No es cometido del Derecho que los ciudadanos amen esos símbolos ni de los jueces promover ese afecto a base de castigos o de imposiciones coercitivas como ocurre, por ejemplo, con la colocación de la enseña nacional en balcones de ayuntamientos con ADN separatista. La función propia del Derecho es reconocerlos, regularlos; la de los tribunales exigir su respeto y, llegado el caso, castigar la ofensa. En ese aspecto el papel educativo es fundamental, de ahí la relevancia de una «Educación para la Ciudadanía» bien entendida.

No se trata ahora de exponer el régimen jurídico de los símbolos nacionales. Ahí está la regulación de la bandera como símbolo de la Nación, de su soberanía, independencia e integridad, y que representa los valores superiores de la Constitución; o el Rey, que es símbolo de la unidad y permanencia de España. Hay más símbolos, como los partidos políticos o los sindicatos, unos lo son del pluralismo y los otros de los intereses económicos y sociales de trabajadores.

Luego está la legislación represiva o de castigo, que protege valores jurídicos en la medida en que son asumidos por la sociedad en momento histórico. Por ejemplo –y resumo–, el Código Penal castiga la calumnia e injuria al Rey, el uso de su imagen para dañar el prestigio de la Corona o las calumnias e injurias a los altos órganos del Estado, a los Ejércitos y Fuerzas de Seguridad o las ofensas o ultrajes a España, a sus Comunidades Autónomas o a sus símbolos o emblemas. Más las ofensas a los sentimientos y símbolos religiosos.

Sobre todo esto ha habido muchas sentencias. En el ámbito penal, en general, condenatorias, lo que destaca con la mayor tolerancia hacia actos de claro escarnio hacia los sentimientos religiosos. Son sentencias muy pegadas al caso y en todos se plantea la tensión entre respeto a los símbolos y la libertad de expresión. La casuística es muy rica. Por ejemplo, se exculpó al autor de una viñeta que decía «Tribunal prostitucional» porque ejerció su libertad de expresión artística «sin otra intención que la de divertir con su ingenio», pero la quema de un retrato de los Reyes se consideró injurias a la Corona; en cambio la pancarta «300 años de Borbones, 300 años combatiendo la ocupación española», se reputó libertad de expresión. Hay muchos y variadísimos ejemplos de resultado desigual.

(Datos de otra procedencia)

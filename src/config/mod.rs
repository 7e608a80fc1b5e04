//! Scenario configuration
//!
//! Scenario files are TOML: nodes with interfaces and routes, segments
//! connecting them, listeners and timed flows driving traffic.

mod types;
mod validation;

pub use types::*;
pub use validation::{validate, ValidationResult};

use crate::protocol::Ipv4Mask;
use crate::{Error, Result};
use std::net::Ipv4Addr;
use std::path::Path;

/// Load a scenario from a TOML file
pub fn load<P: AsRef<Path>>(path: P) -> Result<Scenario> {
    let content = std::fs::read_to_string(path).map_err(Error::Io)?;
    let scenario: Scenario =
        toml::from_str(&content).map_err(|e| Error::Scenario(e.to_string()))?;
    Ok(scenario)
}

/// Parse "a.b.c.d/len" into an address and mask
pub fn parse_cidr(cidr: &str) -> Result<(Ipv4Addr, Ipv4Mask)> {
    let (addr, prefix) = cidr
        .split_once('/')
        .ok_or_else(|| Error::Parse(format!("invalid CIDR: {cidr}")))?;
    let addr: Ipv4Addr = addr
        .parse()
        .map_err(|_| Error::Parse(format!("invalid address: {addr}")))?;
    let prefix: u8 = prefix
        .parse()
        .map_err(|_| Error::Parse(format!("invalid prefix: {prefix}")))?;
    if prefix > 32 {
        return Err(Error::Parse(format!("invalid prefix: {prefix}")));
    }
    Ok((addr, Ipv4Mask::from_prefix(prefix)))
}
#[cfg(test)]
mod tests {
    use super::*;
    use std::cell::RefCell;
    use std::rc::Rc;

    const LOCAL: Ipv4Addr = Ipv4Addr::new(10, 0, 0, 1);
    const PEER: Ipv4Addr = Ipv4Addr::new(10, 0, 0, 2);

    #[test]
    fn test_ephemeral_ports_distinct() {
        let mut demux = EndPointDemux::new();
        let mut ports = Vec::new();
        for _ in 0..50 {
            let id = demux.allocate().unwrap();
            ports.push(demux.get(id).unwrap().local_port());
        }
        let mut sorted = ports.clone();
        sorted.sort_unstable();
        sorted.dedup();
        assert_eq!(sorted.len(), ports.len());
        assert!(ports.iter().all(|p| (EPHEMERAL_PORT_MIN..=EPHEMERAL_PORT_MAX).contains(p)));
    }

    #[test]
    fn test_ephemeral_skips_taken_port() {
        let mut demux = EndPointDemux::new();
        demux.allocate_with_port(49153).unwrap();
        let port = demux.allocate_ephemeral_port().unwrap();
        assert_eq!(port, 49154);
    }

    #[test]
    fn test_ephemeral_wraps_at_top() {
        let mut demux = EndPointDemux::new();
        demux.ephemeral_cursor = EPHEMERAL_PORT_MAX;
        assert_eq!(demux.allocate_ephemeral_port(), Some(EPHEMERAL_PORT_MIN));
    }

    #[test]
    fn test_ephemeral_reuse_after_deallocate() {
        let mut demux = EndPointDemux::new();
        let id = demux.allocate().unwrap();
        let port = demux.get(id).unwrap().local_port();
        demux.deallocate(id);
        demux.ephemeral_cursor = port.checked_sub(1).unwrap();
        assert_eq!(demux.allocate_ephemeral_port(), Some(port));
    }

    #[test]
    fn test_port_conflict() {
        let mut demux = EndPointDemux::new();
        assert!(demux.allocate_with_port(5000).is_some());
        assert!(demux.allocate_with_port(5000).is_none());
        // A specific local address is a different binding.
        assert!(demux.allocate_with_address_port(LOCAL, 5000).is_some());
        assert!(demux.allocate_with_address_port(LOCAL, 5000).is_none());
    }

    #[test]
    fn test_connected_conflict() {
        let mut demux = EndPointDemux::new();
        assert!(demux.allocate_connected(LOCAL, 5000, PEER, 6000).is_some());
        assert!(demux.allocate_connected(LOCAL, 5000, PEER, 6000).is_none());
        // Different peer port: no conflict.
        assert!(demux.allocate_connected(LOCAL, 5000, PEER, 6001).is_some());
    }

    #[test]
    fn test_lookup_bound_endpoint() {
        let mut demux = EndPointDemux::new();
        let id = demux.allocate_with_address_port(LOCAL, 2000).unwrap();

        let found = demux.lookup(LOCAL, 2000, PEER, 1000, None);
        assert_eq!(found, vec![id]);

        assert!(demux.lookup(LOCAL, 2001, PEER, 1000, None).is_empty());
        assert!(demux
            .lookup(Ipv4Addr::new(10, 0, 0, 9), 2000, PEER, 1000, None)
            .is_empty());
    }

    #[test]
    fn test_lookup_specificity() {
        let mut demux = EndPointDemux::new();
        let wildcard = demux.allocate_with_port(2000).unwrap();
        let connected = demux.allocate_connected(LOCAL, 2000, PEER, 1000).unwrap();

        // The exact 4-tuple reaches only the connected endpoint.
        let found = demux.lookup(LOCAL, 2000, PEER, 1000, None);
        assert_eq!(found, vec![connected]);

        // A different source falls back to the wildcard listener.
        let found = demux.lookup(LOCAL, 2000, PEER, 1001, None);
        assert_eq!(found, vec![wildcard]);
    }

    #[test]
    fn test_lookup_prefers_less_generic_candidate() {
        let mut demux = EndPointDemux::new();
        let any = demux.allocate_with_port(2000).unwrap();
        let bound = demux.allocate_with_address_port(LOCAL, 2000).unwrap();

        let found = demux.lookup(LOCAL, 2000, PEER, 1000, None);
        assert_eq!(found, vec![bound]);

        // For other destinations only the wildcard qualifies.
        let found = demux.lookup(Ipv4Addr::new(10, 0, 0, 9), 2000, PEER, 1000, None);
        assert_eq!(found, vec![any]);
    }

    #[test]
    fn test_lookup_first_inserted_breaks_ties() {
        let mut demux = EndPointDemux::new();
        let first = demux.allocate_with_address_port(LOCAL, 2000).unwrap();
        let _second = demux
            .allocate_with_address_port(Ipv4Addr::new(10, 0, 0, 9), 2000)
            .unwrap();

        // Broadcast makes both candidates with equal genericity.
        let found = demux.lookup(Ipv4Addr::BROADCAST, 2000, PEER, 1000, None);
        assert_eq!(found, vec![first]);
    }

    #[test]
    fn test_lookup_broadcast_reaches_bound_endpoint() {
        let mut demux = EndPointDemux::new();
        let id = demux.allocate_with_address_port(LOCAL, 2000).unwrap();
        let found = demux.lookup(Ipv4Addr::BROADCAST, 2000, PEER, 1000, None);
        assert_eq!(found, vec![id]);
    }

    #[test]
    fn test_lookup_connected_rejects_other_peer() {
        let mut demux = EndPointDemux::new();
        demux.allocate_connected(LOCAL, 2000, PEER, 1000).unwrap();

        assert!(demux.lookup(LOCAL, 2000, PEER, 1001, None).is_empty());
        assert!(demux
            .lookup(LOCAL, 2000, Ipv4Addr::new(10, 0, 0, 9), 1000, None)
            .is_empty());
    }

    #[test]
    fn test_lookup_bound_interface_filter() {
        let mut demux = EndPointDemux::new();
        let id = demux.allocate_with_port(2000).unwrap();
        demux.get_mut(id).unwrap().bind_to_interface(Some(1));

        assert_eq!(demux.lookup(LOCAL, 2000, PEER, 1000, Some(1)), vec![id]);
        assert!(demux.lookup(LOCAL, 2000, PEER, 1000, Some(0)).is_empty());
        // Unknown incoming interface does not filter.
        assert_eq!(demux.lookup(LOCAL, 2000, PEER, 1000, None), vec![id]);
    }

    #[test]
    fn test_forward_up_invokes_callback() {
        let mut demux = EndPointDemux::new();
        let id = demux.allocate_with_port(2000).unwrap();

        let received: Rc<RefCell<Vec<(Vec<u8>, Ipv4Addr, u16)>>> = Rc::default();
        let sink = received.clone();
        demux
            .get_mut(id)
            .unwrap()
            .set_receive_callback(Box::new(move |payload, addr, port| {
                sink.borrow_mut().push((payload.to_vec(), addr, port));
            }));

        demux.get_mut(id).unwrap().forward_up(b"hi", PEER, 1000);
        assert_eq!(&*received.borrow(), &[(b"hi".to_vec(), PEER, 1000)]);
    }

    #[test]
    fn test_deallocate_runs_destroy_callback() {
        let mut demux = EndPointDemux::new();
        let id = demux.allocate_with_port(2000).unwrap();

        let destroyed = Rc::new(RefCell::new(false));
        let flag = destroyed.clone();
        demux
            .get_mut(id)
            .unwrap()
            .set_destroy_callback(Box::new(move || *flag.borrow_mut() = true));

        assert!(demux.deallocate(id));
        assert!(*destroyed.borrow());
        assert!(demux.get(id).is_none());
        assert!(!demux.deallocate(id));
    }
}
use std::io;

#[derive(Debug, thiserror::Error)]
pub enum Error {
    #[error("I/O error: {0}")]
    Io(#[from] io::Error),

    #[error("scenario error: {0}")]
    Scenario(String),

    #[error("parse error: {0}")]
    Parse(String),

    #[error("node {name} not found")]
    NodeNotFound { name: String },
}

pub type Result<T> = std::result::Result<T, Error>;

En el caso de la final de la Copa del Rey imagino que desde la disciplina y régimen deportivos habrá mucho que decir y hacer. Si sería absurdo buscar responsables entre noventa mil espectadores; buscar concretos instigadores requeriría una penosa labor para dar con los responsables y eso sin olvidar una pasividad «ajurídica»: la plasmada en la tolerancia, el dejar hacer, la inhibición o el poco ánimo de disuadir a las propias aficiones.

A lo que vimos el sábado no se llega de un día para otro, ni se ataja sólo a base de exigir responsabilidades jurídicas. Por cierto, ¿dónde están las de aquel referéndum ilegal?, porque todo esto tiene ya un aire a río desbordado a base de multitud de oportunidades perdidas, de temores imperdonables, de deslealtades consentidas que desembocan en actos de masas no ya de difícil reversión, sino de embridamiento. Frente a esto el Derecho tiene sus límites y su lugar.